A multi-cloud approach allows more resilient infrastructures to be built and has the added advantage of avoiding vendor lock-in. But this comes at a price: Such ecosystems are more complex than a centralized approach and only work if the various cloud resources, SaaS offerings, and connectivity to in-house data centers work together harmoniously. So there needs to be someone that orchestrates all of this.

IT systems integrators and managed service providers that have been working in partnership with enterprises for some time and are now capable of acting as cloud navigators can take on this orchestration role. Because consultants have a thorough understanding of offerings from different providers and the needs of their customers, they can add new, appropriate services to their portfolio for interested enterprise customers. This means that companies not only have the possibility to source SaaS offerings from the cloud through such a partner, but they can also ensure direct and high-performance connections to the various providers.

Interconnection, the key to the cloud

Simply reselling SaaS offerings doesn't make you a cloud navigator. This also requires connecting customers to the cloud. To this end, consultancies and systems integrators must also address the issue of interconnection, i.e., the direct connection between multiple networks. 

For this, in turn, they need the help of an interconnection specialist, such as DE-CIX, the world’s leading operator of Internet Exchanges. DE-CIX’s DirectCloud service, for example, offers a direct connection to a wide range of cloud resources, bypassing the public Internet, and thus improving performance and security. In total, as many as fifty clouds can be integrated, and in addition, the Microsoft Azure Peering Service ensures the direct, high-performance connection to the enterprise's Office applications. IT systems integrators and managed service providers can therefore put together individual packages of exactly those cloud resources, applications, and the requisite connectivity that their customers need. DirectCloud is also available to resellers in the channel as part of the DE-CIX partner program, accompanied by various training courses and certifications.

The bottom line:

Even though we always like to talk about THE cloud, we should not forget that there is not only one. For resilience reasons, to avoid vendor lock-in and to map individual use cases, companies are well advised to source services from multiple vendors. However, this also makes the ecosystem correspondingly complex and the various resources need to be interconnected. This is an opportunity for consultants and systems integrators to become a kind of central cloud aggregator by adding modern interconnection services to their portfolio. On the one hand, this creates benefits for the cloud aggregators themselves, but it also benefits their end customers, who receive all services and know-how from a single source.

 

Mareike Jacobshagen has been responsible for the Global Business Partner Program at DE-CIX, the world’s leading Internet Exchange operator, since February 2021. Previously, she was responsible for the Partner Marketing Program since 2020.

She has many years of leadership experience in technology marketing for various well-known data center operators and software vendors, including Compuware, Interxion, and e-shelter.

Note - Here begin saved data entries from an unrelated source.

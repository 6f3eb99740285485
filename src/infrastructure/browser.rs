//! Thin wrappers over the browser APIs the dashboard touches.

use wasm_bindgen::JsValue;

/// Current `location.pathname`, `/` if it can't be read.
pub fn current_path() -> String {
    gloo::utils::window()
        .location()
        .pathname()
        .unwrap_or_else(|_| "/".to_string())
}

/// Push `path` onto the session history without reloading.
pub fn push_path(path: &str) -> Result<(), JsValue> {
    gloo::utils::history().push_state_with_url(&JsValue::NULL, "", Some(path))
}

/// `false` while the tab is in the background.
pub fn is_document_visible() -> bool {
    !gloo::utils::document().hidden()
}
pub use super::value_objects::{Price, SampleTimestamp};
use serde::{Deserialize, Serialize};
use std::ops::Deref;
use std::sync::Arc;

/// Domain entity - one point of the price series
#[derive(Debug, Clone, PartialEq, Serialize, Deserialize)]
pub struct StockSample {
    pub timestamp: SampleTimestamp,
    pub price: Price,
}

impl StockSample {
    pub fn new(timestamp: impl Into<SampleTimestamp>, price: f64) -> Self {
        Self { timestamp: timestamp.into(), price: Price::new(price) }
    }
}

/// One fetched price series, shared by reference.
///
/// Equality is identity: two series are equal only when they come from the same
/// fetch. Derived values keyed on a series therefore recompute exactly when a new
/// payload replaces the old one, even if the contents happen to match.
#[derive(Debug, Clone, Default)]
pub struct StockSeries(Arc<Vec<StockSample>>);

impl StockSeries {
    pub fn new(samples: Vec<StockSample>) -> Self {
        Self(Arc::new(samples))
    }

    pub fn samples(&self) -> &[StockSample] {
        &self.0
    }
}

impl From<Vec<StockSample>> for StockSeries {
    fn from(samples: Vec<StockSample>) -> Self {
        Self::new(samples)
    }
}

impl Deref for StockSeries {
    type Target = [StockSample];

    fn deref(&self) -> &Self::Target {
        &self.0
    }
}

impl PartialEq for StockSeries {
    fn eq(&self, other: &Self) -> bool {
        Arc::ptr_eq(&self.0, &other.0)
    }
}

In the last few years, she has increasingly focused on the topics of digital infrastructure and interconnection and has given presentations on and discussed these topics at various events.

Mareike Jacobshagen studied History and German language and literature at the University of Hannover and holds an MBA from the University of Mainz.

 

Please note: The opinions expressed in Industry Insights published by dotmagazine are the author’s own and do not reflect the view of the publisher, eco – Association of the Internet Industry.